Re: Expanding a ceph cluster with ansible

Sebastien Han <seb@xxxxxxxxxx> · Wed, 24 Jun 2015 16:36:47 +0200

Bryan,

Answers inline.

> On 24 Jun 2015, at 00:52, Stillwell, Bryan <bryan.stillwell@xxxxxxxxxxx> wrote:
> 
> Sébastien,
> 
> Nothing has gone wrong with using it in this way, it just has to do with
> my lack
> of experience with ansible/ceph-ansible.  I'm learning both now, but would
> love
> if there were more documentation around using them.  For example this
> documentation around using ceph-deploy is pretty good, and I was hoping for
> something equivalent for ceph-ansible:
> 
> http://ceph.com/docs/master/rados/deployment/
> 

Well if this is not enough: https://github.com/ceph/ceph-ansible/wiki
Please open an issue with what’s missing and I’ll make sure to clarify everything ASAP.

> 
> With that said, I'm wondering what tweaks do you think would be needed to
> get
> ceph-ansible working on an existing cluster?
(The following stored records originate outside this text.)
//! Go source discovery and import extraction.
//!
//! A package is one directory of `.go` files that compile together. The
//! scanner collects, per directory and without recursing:
//!
//! - the compilable source files (test files and files whose name starts with
//!   `.` or `_` are excluded, matching the Go toolchain's conventions), and
//! - the union of import paths those files reference.
//!
//! Extraction is line-oriented and deliberately permissive: it handles single
//! `import "x"` declarations and factored `import ( ... )` blocks, with or
//! without aliases, blank (`_`) and dot (`.`) imports. Being conservative
//! here matters more than being exact; a false positive surfaces as an
//! unresolved-import warning downstream, while a false negative would
//! silently drop a dependency edge.

use anyhow::{Context, Result};
use regex::Regex;
use std::collections::BTreeSet;
use std::path::Path;
use std::sync::LazyLock;

/// `import "path"` or `import alias "path"` on a single line.
static SINGLE_IMPORT: LazyLock<Regex> = LazyLock::new(|| {
    Regex::new(r#"^\s*import\s+(?:[A-Za-z_][A-Za-z0-9_]*\s+|\.\s+)?"([^"]+)""#)
        .expect("single import pattern")
});

/// One entry inside a factored `import ( ... )` block.
static BLOCK_ENTRY: LazyLock<Regex> = LazyLock::new(|| {
    Regex::new(r#"^\s*(?:[A-Za-z_][A-Za-z0-9_]*\s+|\.\s+)?"([^"]+)""#)
        .expect("import block entry pattern")
});

/// Start of a factored import block, e.g. `import (`.
static BLOCK_START: LazyLock<Regex> =
    LazyLock::new(|| Regex::new(r"^\s*import\s*\(").expect("import block start pattern"));

/// Any quoted import path, for entries collapsed onto the block-start line.
static QUOTED_PATH: LazyLock<Regex> =
    LazyLock::new(|| Regex::new(r#""([^"]+)""#).expect("quoted path pattern"));

/// A Go package: one directory plus the sources that compile together.
#[derive(Debug, Clone, PartialEq, Eq)]
pub struct GoPackage {
    /// Workspace-relative package directory.
    pub dir: String,
    /// Compilable source file names (sorted, no paths).
    pub files: Vec<String>,
    /// Union of import paths referenced by the sources (sorted, deduplicated).
    pub imports: Vec<String>,
}

/// Scans one package directory for Go sources and their imports.
///
/// Returns `None` when the directory contains no compilable Go files, which
/// lets callers skip non-package directories without treating them as
/// failures.
///
/// # Errors
///
/// Fails when the directory or one of its Go files cannot be read.
pub fn scan_package(root: &Path, dir: &str) -> Result<Option<GoPackage>> {
    let abs = if dir == "." { root.to_path_buf() } else { root.join(dir) };
    let entries = std::fs::read_dir(&abs)
        .with_context(|| format!("failed to read package directory {}", abs.display()))?;

    let mut files = Vec::new();
    let mut imports = BTreeSet::new();
    for entry in entries {
        let entry = entry
            .with_context(|| format!("failed to read entry in {}", abs.display()))?;
        let name = entry.file_name().to_string_lossy().into_owned();
        if !is_compilable_source(&name) {
            continue;
        }
        if !entry.file_type().map(|t| t.is_file()).unwrap_or(false) {
            continue;
        }
        let src = std::fs::read_to_string(entry.path())
            .with_context(|| format!("failed to read {}", entry.path().display()))?;
        imports.extend(extract_imports(&src));
        files.push(name);
    }

    if files.is_empty() {
        return Ok(None);
    }
    files.sort();
    Ok(Some(GoPackage {
        dir: dir.to_string(),
        files,
        imports: imports.into_iter().collect(),
    }))
}

/// Whether a file name is a compilable (non-test) Go source.
fn is_compilable_source(name: &str) -> bool {
    name.ends_with(".go")
        && !name.ends_with("_test.go")
        && !name.starts_with('.')
        && !name.starts_with('_')
}

/// Extracts the import paths referenced by one Go source text.
pub fn extract_imports(src: &str) -> BTreeSet<String> {
    let mut found = BTreeSet::new();
    let mut in_block = false;
    for line in src.lines() {
        if in_block {
            if line.trim_start().starts_with(')') {
                in_block = false;
                continue;
            }
            if let Some(caps) = BLOCK_ENTRY.captures(line) {
                found.insert(caps[1].to_string());
            }
            continue;
        }
        if BLOCK_START.is_match(line) {
            in_block = true;
            // Handle `import ("a"; "b")` collapsed onto the block-start line.
            if let Some(rest) = line.split_once('(').map(|(_, r)| r) {
                if rest.contains(')') {
                    in_block = false;
                }
                for caps in QUOTED_PATH.captures_iter(rest) {
                    found.insert(caps[1].to_string());
                }
            }
            continue;
        }
        if let Some(caps) = SINGLE_IMPORT.captures(line) {
            found.insert(caps[1].to_string());
        }
    }
    found
}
There are critical variables to edit, so the first thing to do will be to make sure that you perfectly match some variables with your current configuration.

Btw I just tried the following:

* deployed a cluster with ceph-deploy: 1 mons (on ceph1), 3 OSDs (on ceph4, ceph5, ceph6)
* 1 SSD for the journal per OSD

Then I configured ceph-ansible normally:

* ran ‘ceph fsid’ to pick up the uuid used  and edited group_vars/{all,mons,osds} with it (var fsid)
* collected the monitor keyring here: /var/lib/ceph/mon/ceph-ceph-eno1/keyring and put it in group_vars/mons on monitor_secret
* configured the monitor_interface variable in group_vars/all, this one might be tricky make sure that ceph-deploy used the right interface beforehand
* change the journal_size variable in group_vars/all and used 5120 (ceph-deploy default)
* change the public_network and cluster_network variables in group_vars/all
* removed everything in ~./ceph-ansible/fetch
* configure ceph-ansible to use a dedicated journal (journal_collocation: false and raw_multi_journal: true and edited raw_journal_devices variable)
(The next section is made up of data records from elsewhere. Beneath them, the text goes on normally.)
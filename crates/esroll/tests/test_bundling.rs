use std::{fs, path::Path};

use anyhow::Result;
use esroll::{Bundle, BundleError, ExportMode, GenerateOptions, OutputFormat, build};
use pretty_assertions::assert_eq;
use tempfile::TempDir;

fn create_test_file(path: &Path, content: &str) -> Result<()> {
    if let Some(parent) = path.parent() {
        fs::create_dir_all(parent)?;
    }
    fs::write(path, content)?;
    Ok(())
}

fn project(files: &[(&str, &str)]) -> Result<TempDir> {
    let temp_dir = TempDir::new()?;
    for (name, content) in files {
        create_test_file(&temp_dir.path().join(name), content)?;
    }
    Ok(temp_dir)
}

fn bundle_code(root: &Path, entry: &str) -> Result<String> {
    let bundle = build(&root.join(entry))?;
    Ok(bundle.generate(&GenerateOptions::default())?.code)
}

#[test]
fn test_default_export_of_an_identifier() -> Result<()> {
    let dir = project(&[(
        "main.js",
        "function add(a, b) {\n\treturn a + b;\n}\n\nexport default add;\n",
    )])?;

    let code = bundle_code(dir.path(), "main.js")?;
    assert_eq!(
        code,
        "'use strict'\n\nfunction add(a, b) {\n\treturn a + b;\n}\n\nmodule.exports = add"
    );
    Ok(())
}

#[test]
fn test_external_named_import_is_rewritten() -> Result<()> {
    let dir = project(&[(
        "main.js",
        "import { resolve } from 'path';\n\nexport var here = resolve('a', 'b');\n",
    )])?;

    let code = bundle_code(dir.path(), "main.js")?;
    assert_eq!(
        code,
        "'use strict'\n\nvar path = require('path')\n\nvar here = path.resolve('a', \
         'b');\n\nexports.here = here"
    );
    Ok(())
}

#[test]
fn test_conflicting_helpers_are_renamed() -> Result<()> {
    let dir = project(&[
        (
            "main.js",
            "import { run as first } from './first';\nimport { run as second } from \
             './second';\n\nexport var results = [first(), second()];\n",
        ),
        (
            "first.js",
            "function helper() {\n\treturn 1;\n}\n\nexport function run() {\n\treturn \
             helper();\n}\n",
        ),
        (
            "second.js",
            "function helper() {\n\treturn 2;\n}\n\nexport function run() {\n\treturn \
             helper();\n}\n",
        ),
    ])?;

    let code = bundle_code(dir.path(), "main.js")?;
    assert_eq!(
        code,
        "'use strict'\n\nfunction _helper() {\n\treturn 1;\n}\n\nfunction _run() {\n\treturn \
         _helper();\n}\nfunction helper() {\n\treturn 2;\n}\n\nfunction run() {\n\treturn \
         helper();\n}\n\nvar results = [_run(), run()];\n\nexports.results = results"
    );
    Ok(())
}

#[test]
fn test_anonymous_defaults_with_the_same_suggestion_stay_distinct() -> Result<()> {
    let dir = project(&[
        (
            "main.js",
            "import x from './a';\nimport { y } from './b';\nexport var r = [x, y];\n",
        ),
        ("a.js", "export default 1;\n"),
        ("b.js", "import x from './c';\nexport var y = x;\n"),
        ("c.js", "export default 2;\n"),
    ])?;

    let code = bundle_code(dir.path(), "main.js")?;
    assert_eq!(
        code,
        "'use strict'\n\nvar _x = 1;\nvar x = 2;\nvar y = x;\nvar r = [_x, y];\n\nexports.r = r"
    );
    Ok(())
}

#[test]
fn test_default_named_after_the_entry_file() -> Result<()> {
    let dir = project(&[("main.js", "export function main() {}\nexport default 5;\n")])?;

    let code = bundle_code(dir.path(), "main.js")?;
    assert_eq!(
        code,
        "'use strict'\n\nfunction _main() {}\nvar main = 5;\n\nexports.main = _main\nexports.\
         default = main"
    );
    Ok(())
}

#[test]
fn test_namespace_import_gets_getters() -> Result<()> {
    let dir = project(&[
        (
            "main.js",
            "import * as ns from './m';\n\nexport var answer = ns.a + ns.default;\n",
        ),
        ("m.js", "export var a = 40;\nexport default 2;\n"),
    ])?;

    let code = bundle_code(dir.path(), "main.js")?;
    assert_eq!(
        code,
        "'use strict'\n\nvar ns = {\n\tget a () { return a },\n\tget default () { return \
         ns__default }\n}\n\nvar a = 40;\nvar ns__default = 2;\n\nvar answer = ns.a + \
         ns.default;\n\nexports.answer = answer"
    );
    Ok(())
}

#[test]
fn test_module_without_imports_or_exports_round_trips() -> Result<()> {
    let source = "var greeting = 'hello';\n\nfunction greet(name) {\n\treturn greeting + ' ' + \
                  name;\n}\n\nconsole.log(greet('world'));";
    let dir = project(&[("main.js", source)])?;

    let code = bundle_code(dir.path(), "main.js")?;
    assert_eq!(code, format!("'use strict'\n\n{source}"));
    Ok(())
}

#[test]
fn test_unused_code_is_shaken_out() -> Result<()> {
    let dir = project(&[
        (
            "main.js",
            "import { used } from './lib';\n\nexport default used();\n",
        ),
        (
            "lib.js",
            "var cache = {};\ncache.warm = true;\n\nexport function used() {\n\treturn \
             cache;\n}\n\nexport function unused() {\n\treturn 'nope';\n}\n",
        ),
    ])?;

    let code = bundle_code(dir.path(), "main.js")?;
    assert_eq!(
        code,
        "'use strict'\n\nvar cache = {};\ncache.warm = true;\n\nfunction used() {\n\treturn \
         cache;\n}\n\nvar main = used();\n\nmodule.exports = main"
    );
    Ok(())
}

#[test]
fn test_default_import_uses_the_local_name() -> Result<()> {
    let dir = project(&[
        (
            "main.js",
            "import square from './square';\n\nexport var nine = square(3);\n",
        ),
        ("square.js", "export default function (x) {\n\treturn x * x;\n}\n"),
    ])?;

    let code = bundle_code(dir.path(), "main.js")?;
    assert_eq!(
        code,
        "'use strict'\n\nvar square = function (x) {\n\treturn x * x;\n}\n\nvar nine = \
         square(3);\n\nexports.nine = nine"
    );
    Ok(())
}

#[test]
fn test_entry_reexports_are_exposed() -> Result<()> {
    let dir = project(&[
        ("main.js", "export { double as twice } from './math';\n"),
        ("math.js", "export function double(x) {\n\treturn x * 2;\n}\n"),
    ])?;

    let code = bundle_code(dir.path(), "main.js")?;
    assert_eq!(
        code,
        "'use strict'\n\nfunction double(x) {\n\treturn x * 2;\n}\n\nexports.twice = double"
    );
    Ok(())
}

#[test]
fn test_export_mode_inference_and_errors() -> Result<()> {
    let dir = project(&[
        ("none.js", "console.log('side effect');\n"),
        ("default.js", "export default 42;\n"),
        ("named.js", "export var a = 1;\nexport var b = 2;\n"),
    ])?;
    let root = dir.path();

    let none = build(&root.join("none.js"))?;
    assert_eq!(none.export_mode(ExportMode::Auto)?, ExportMode::None);

    let default = build(&root.join("default.js"))?;
    assert_eq!(default.export_mode(ExportMode::Auto)?, ExportMode::Default);

    let named = build(&root.join("named.js"))?;
    assert_eq!(named.export_mode(ExportMode::Auto)?, ExportMode::Named);

    let err = named
        .generate(&GenerateOptions {
            exports: ExportMode::Default,
            format: OutputFormat::Cjs,
        })
        .expect_err("two named exports cannot be a default export");
    match err.downcast_ref::<BundleError>() {
        Some(BundleError::InvalidExportMode { mode, keys }) => {
            assert_eq!(mode, "default");
            assert_eq!(keys, &["a", "b"]);
        }
        other => panic!("unexpected error: {other:?}"),
    }
    Ok(())
}

#[test]
fn test_unresolved_export_aborts_the_build() -> Result<()> {
    let dir = project(&[
        ("main.js", "import { missing } from './lib';\nmissing();\n"),
        ("lib.js", "export var present = 1;\n"),
    ])?;

    let err = build(&dir.path().join("main.js")).expect_err("lib does not export missing");
    match err.downcast_ref::<BundleError>() {
        Some(BundleError::UnresolvedExport { name, .. }) => assert_eq!(name, "missing"),
        other => panic!("unexpected error: {other:?}"),
    }
    Ok(())
}

#[test]
fn test_parse_and_read_errors_abort_the_build() -> Result<()> {
    let dir = project(&[
        ("broken.js", "var = 1;\n"),
        ("main.js", "import { a } from './absent';\na();\n"),
    ])?;

    let err = build(&dir.path().join("broken.js")).expect_err("syntax error");
    assert!(matches!(
        err.downcast_ref::<BundleError>(),
        Some(BundleError::Parse { line: 1, .. })
    ));

    let err = build(&dir.path().join("main.js")).expect_err("missing module");
    assert!(matches!(
        err.downcast_ref::<BundleError>(),
        Some(BundleError::UnreadableModule { .. })
    ));
    Ok(())
}

#[test]
fn test_entry_without_extension_and_write() -> Result<()> {
    let dir = project(&[("src/main.js", "export var a = 1;\n")])?;
    let bundle = Bundle::build(&dir.path().join("src/main"))?;
    assert_eq!(bundle.entry_path, dir.path().join("src/main.js"));

    let dest = dir.path().join("dist/bundle.js");
    bundle.write(&dest, &GenerateOptions::default())?;
    assert_eq!(
        fs::read_to_string(dest)?,
        "'use strict'\n\nvar a = 1;\n\nexports.a = a"
    );
    Ok(())
}

#[test]
fn test_generate_is_repeatable() -> Result<()> {
    let dir = project(&[
        ("main.js", "import { join } from 'path';\nexport default join('a', 'b');\n"),
    ])?;
    let bundle = build(&dir.path().join("main.js"))?;

    let first = bundle.generate(&GenerateOptions::default())?;
    let second = bundle.generate(&GenerateOptions::default())?;
    assert_eq!(first, second);
    assert_eq!(
        first.code,
        "'use strict'\n\nvar path = require('path')\n\nvar main = path.join('a', \
         'b');\n\nmodule.exports = main"
    );
    Ok(())
}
Eventually ran “ansible-playbook site.yml”  and everything went well.
I now have 3 monitors and 4 new OSDs per host all using the same SSDs, so 25 in total.
Given that ceph-ansible follows ceph-deploy best practices, it worked without too much difficulty.
I’d say that it depends how the cluster was bootstrapped in the first place.

> 
> Also to answer your other questions, I haven't tried expanding the cluster
> with
> ceph-ansible yet.  I'm playing around with it in vagrant/virtualbox, and
> it looks
> pretty awesome so far!  If everything goes well, I'm not against
> revisiting the
> choice of puppet-ceph and replacing it with ceph-ansible.
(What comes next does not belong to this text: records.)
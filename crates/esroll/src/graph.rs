//! The module graph: every module and external reached from the entry
//!
//! Modules are created on first fetch and cached by resolved path, so a path
//! maps to exactly one [`Module`] however many importers name it.

use std::{
    fs,
    path::{Path, PathBuf},
};

use log::debug;
use rustc_hash::FxHashMap;

use crate::{
    analyzer::Statement,
    error::BundleError,
    external_module::ExternalModule,
    module::Module,
    resolver::{ModuleResolver, Resolution},
    types::{ExternalId, FxIndexSet, ModuleId, ModuleRef, StatementRef},
};

#[derive(Debug, Default)]
pub struct ModuleGraph {
    modules: Vec<Module>,
    externals: Vec<ExternalModule>,
    by_path: FxHashMap<PathBuf, ModuleId>,
    by_specifier: FxHashMap<String, ExternalId>,
    /// Modules imported as `* as name`, in discovery order
    pub(crate) namespace_modules: FxIndexSet<ModuleId>,
    resolver: ModuleResolver,
}

impl ModuleGraph {
    pub fn new() -> Self {
        Self::default()
    }

    /// Load the entry module from `path`
    pub fn fetch_entry(&mut self, path: &Path) -> Result<ModuleId, BundleError> {
        self.load_module(path.to_path_buf())
    }

    /// Resolve `specifier` relative to `importer` and load what it points to
    pub fn fetch_module(
        &mut self,
        specifier: &str,
        importer: &Path,
    ) -> Result<ModuleRef, BundleError> {
        match self.resolver.resolve(specifier, importer) {
            Resolution::Local(path) => self.load_module(path).map(ModuleRef::Internal),
            Resolution::External => Ok(ModuleRef::External(self.external_for(specifier))),
        }
    }

    fn load_module(&mut self, path: PathBuf) -> Result<ModuleId, BundleError> {
        if let Some(&id) = self.by_path.get(&path) {
            return Ok(id);
        }

        debug!("Fetching module {}", path.display());
        let source = fs::read_to_string(&path).map_err(|source| BundleError::UnreadableModule {
            path: path.clone(),
            source,
        })?;
        let id = ModuleId::new(self.modules.len() as u32);
        let module = Module::new(id, path.clone(), source)?;
        self.by_path.insert(path, id);
        self.modules.push(module);
        Ok(id)
    }

    fn external_for(&mut self, specifier: &str) -> ExternalId {
        if let Some(&id) = self.by_specifier.get(specifier) {
            return id;
        }
        debug!("Registering external module '{specifier}'");
        let id = ExternalId::new(self.externals.len() as u32);
        self.externals.push(ExternalModule::new(id, specifier));
        self.by_specifier.insert(specifier.to_owned(), id);
        id
    }

    pub fn module(&self, id: ModuleId) -> &Module {
        &self.modules[id.index()]
    }

    pub fn module_mut(&mut self, id: ModuleId) -> &mut Module {
        &mut self.modules[id.index()]
    }

    pub fn modules(&self) -> &[Module] {
        &self.modules
    }

    pub fn external(&self, id: ExternalId) -> &ExternalModule {
        &self.externals[id.index()]
    }

    pub fn external_mut(&mut self, id: ExternalId) -> &mut ExternalModule {
        &mut self.externals[id.index()]
    }

    pub fn externals(&self) -> &[ExternalModule] {
        &self.externals
    }

    pub fn namespace_modules(&self) -> impl Iterator<Item = &Module> {
        self.namespace_modules.iter().map(|&id| self.module(id))
    }

    pub fn statement(&self, at: StatementRef) -> &Statement {
        self.module(at.module).statement(at.index)
    }

    pub fn statement_mut(&mut self, at: StatementRef) -> &mut Statement {
        &mut self.module_mut(at.module).statements[at.index]
    }

    /// Forward a name hint to whatever `target` is
    pub fn suggest_name(&mut self, target: ModuleRef, export_name: &str, suggestion: &str) {
        match target {
            ModuleRef::Internal(id) => self.module_mut(id).suggest_name(export_name, suggestion),
            ModuleRef::External(id) => self.external_mut(id).suggest_name(export_name, suggestion),
        }
    }
}
use std::path::PathBuf;

use etcetera::{BaseStrategy, choose_base_strategy};

/// Name of the configuration file looked up in each location
pub const CONFIG_FILE_NAME: &str = "esroll.toml";

/// Per-user configuration directory, e.g. `~/.config/esroll`
pub fn user_config_dir() -> Option<PathBuf> {
    choose_base_strategy()
        .ok()
        .map(|strategy| strategy.config_dir().join("esroll"))
}

/// Per-user configuration file, if the platform has a config directory
pub fn user_config_file() -> Option<PathBuf> {
    user_config_dir().map(|dir| dir.join(CONFIG_FILE_NAME))
}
Awesome, don’t hesitate and let me know if I can help with this task.

> 
> One other question, how well does ceph-ansible handle replacing a failed
> HDD
> (/dev/sdo) that has the journal at the beginning or middle of an SSD
> (/dev/sdd2)?

At the moment, it doesn’t.
Ceph-ansible just expects some basic mapping between OSDs and journals.
ceph-disk will do the partitioning, so ceph-ansible doesn’t have any knowledge of the layout.
It’d say that this intelligence should probably go intro ceph-disk itself or not but this idea will be to tell ceph-disk to re-use a partition that was a journal once.
Then we can build another ansible playbook to re-populate a list of OSDs that died.
I’ll have a look at that and will let you know.

A bit more about device management in Ceph Ansible.
For instance, depending on the scenario you choose.
Let’s assume you go with dedicated SSDs for your journal, we have 2 variables:

* devices (https://github.com/ceph/ceph-ansible/blob/master/roles/ceph-osd/defaults/main.yml#L51): that contains a list of device where to store OSD data
* raw_journal_devices (https://github.com/ceph/ceph-ansible/blob/master/roles/ceph-osd/defaults/main.yml#L89): that contains the list of SSD that will host a journal

So you can imagine having:

devices:
  - /dev/sdb
  - /dev/sdc
  - /dev/sdd
  - /dev/sde

raw_journal_devices:
  - /dev/sdu
  - /dev/sdu
  - /dev/sdv
  - /dev/sdv

Where sdb, sdc will have sdu as a journal device and sdd, see will have sdv as a journal device.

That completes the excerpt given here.